───── Excerpted records ─────

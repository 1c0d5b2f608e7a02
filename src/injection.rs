//! Injection of links and content into topic documents.
//!
//! Topics mark injection points with XML comments (see [`marker`]), which the
//! [`resolver`] replaces with links to, or content from, related topics.
//! Related topics not claimed by a marker end up in the typed lists built by
//! [`generic`], or, for content-spec driven books, in the lists declared by
//! the content spec's own [`relationships`].

pub mod generic;
pub mod marker;
pub mod relationships;
pub mod resolver;

pub use generic::{generic_related_topics, GenericInjection, RelatedTopicList};
pub use marker::{Marker, MarkerId, MarkerKind};
pub use relationships::SpecRelationships;
pub use resolver::{BookLinks, InjectionReport, InjectionResolver, Link, LinkTargets, RelatedLink, StandaloneLinks};
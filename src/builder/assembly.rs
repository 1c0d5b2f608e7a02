//! Lays out the Publican archive from a processed build.

use std::collections::{BTreeMap, BTreeSet};

use chrono::{Datelike, Utc};
use indexmap::IndexMap;
use lazy_static::lazy_static;
use log::{debug, info, warn};
use quick_xml::escape::escape;
use regex::{Captures, Regex};
use serde::Serialize;

use super::{BookBuild, Manifest};
use crate::cancel::CancellationToken;
use crate::content_spec::{Level, LevelType, Node, OutputStyle, SpecTopic};
use crate::docbook::wrap_in_para;
use crate::error::Result;
use crate::error_database::ErrorSeverity;
use crate::registry::TopicStatus;
use crate::store::{
    AuthorInformation, TopicStore, ICON_SVG_STRING_ID, PUBLICAN_CFG_STRING_ID, SKYNET_BLOB_ASSETS,
    SKYNET_STRING_ASSETS,
};
use crate::template::{
    TemplateContext, TemplateRenderer, AUTHOR_GROUP_TEMPLATE, BOOK_ENT_TEMPLATE, BOOK_INFO_TEMPLATE,
    BOOK_TEMPLATE, CHAPTER_TEMPLATE, PREAMBLE_TEMPLATE, PREFACE_TEMPLATE, REVISION_HISTORY_TEMPLATE,
    TOPIC_TEMPLATE,
};
use crate::topic::WRITER_CATEGORY_ID;
use crate::xml::{clean_text_for_xml, wrap_in_cdata};

lazy_static! {
    static ref BRAND_PLACEHOLDER: Regex = Regex::new(r"<<contentSpec\.brand>>").unwrap();
    static ref XML_LANG_LINE: Regex = Regex::new(r"xml_lang:[^\r\n]*(\r\n|\n)?").unwrap();
}

pub const ERRORS_CHAPTER_ID: &str = "Compiler_Output";
pub const DEFAULT_BRAND: &str = "common";
pub const DEFAULT_COPYRIGHT_HOLDER: &str = "Red Hat, Inc.";
pub const DEFAULT_EDITION: &str = "1";
const REVISION_MESSAGE: &str = "Initial creation of book by publican";

/// One entry of the book or chapter outline.
#[derive(Debug, Clone, PartialEq, Eq, Serialize)]
#[serde(tag = "kind", rename_all = "lowercase")]
enum OutlineNode {
    Include {
        href: String,
    },
    Element {
        element: &'static str,
        id: String,
        title: String,
        children: Vec<OutlineNode>,
    },
}

impl OutlineNode {
    fn include(href: impl Into<String>) -> Self {
        OutlineNode::Include { href: href.into() }
    }
}

#[derive(Debug, Clone, Serialize)]
struct RevisionAuthor {
    first_name: String,
    last_name: String,
    email: String,
}

impl Default for RevisionAuthor {
    fn default() -> Self {
        Self {
            first_name: "Unknown".to_string(),
            last_name: "Writer".to_string(),
            email: "Unknown".to_string(),
        }
    }
}

/// Steps of the topic references that end up in the book: everything inside
/// a chapter-level container. References placed directly in the book or in a
/// part have nowhere to go.
pub(crate) fn outlined_steps(base_level: &Level) -> BTreeSet<usize> {
    let mut steps = BTreeSet::new();
    for child in &base_level.children {
        let Node::Level(level) = child else {
            continue;
        };
        match level.level_type {
            LevelType::Part => {
                for part_child in &level.children {
                    if let Node::Level(chapter) = part_child {
                        steps.extend(chapter.spec_topics().iter().map(|t| t.step));
                    }
                }
            }
            _ => steps.extend(level.spec_topics().iter().map(|t| t.step)),
        }
    }
    steps
}

pub(crate) struct Assembler<'x, S: TopicStore + ?Sized> {
    store: &'x S,
    templates: &'x dyn TemplateRenderer,
    build: &'x BookBuild<'x>,
    manifest: Manifest,
}
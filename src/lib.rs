#![warn(missing_docs)]
//! Validation of completed sudoku boards
//!
//! ## Overview
//!
//! This crate reads a 9x9 board from comma separated text and checks
//! whether it is a valid sudoku solution, i.e. whether every row, column
//! and 3x3 block contains each digit from 1 to 9 exactly once.
//!
//! ## Example
//!
//! ```
//! use sudoku_validator::Board;
//!
//! let board_text = "\
//! 4,3,5,2,6,9,7,8,1
//! 6,8,2,5,7,1,4,9,3
//! 1,9,7,8,3,4,5,6,2
//! 8,2,6,1,9,5,3,4,7
//! 3,7,4,6,8,2,9,1,5
//! 9,5,1,7,4,3,6,2,8
//! 5,1,9,3,2,6,8,7,4
//! 2,4,8,9,5,7,1,3,6
//! 7,6,3,4,1,8,2,5,9";
//!
//! // Boards can be read from any buffered reader or directly from a
//! // .csv file path via `Board::from_file`.
//! let board = Board::from_reader(board_text.as_bytes()).unwrap();
//! assert!(board.validate().is_ok());
//! ```

mod board;
mod consts;
mod errors;
mod loader;
mod validate;

pub use crate::board::Board;
pub use crate::errors::ValidationError;
// Numeric facts of a standard sudoku board.
pub(crate) const BOARD_LENGTH: usize = 9;
pub(crate) const N_CELLS: usize = BOARD_LENGTH * BOARD_LENGTH;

─────

▸ **Task to complete**: Answer with a single number: the count of lines in the entries that hold the word "LevelType".

▸ **Task answer**: 2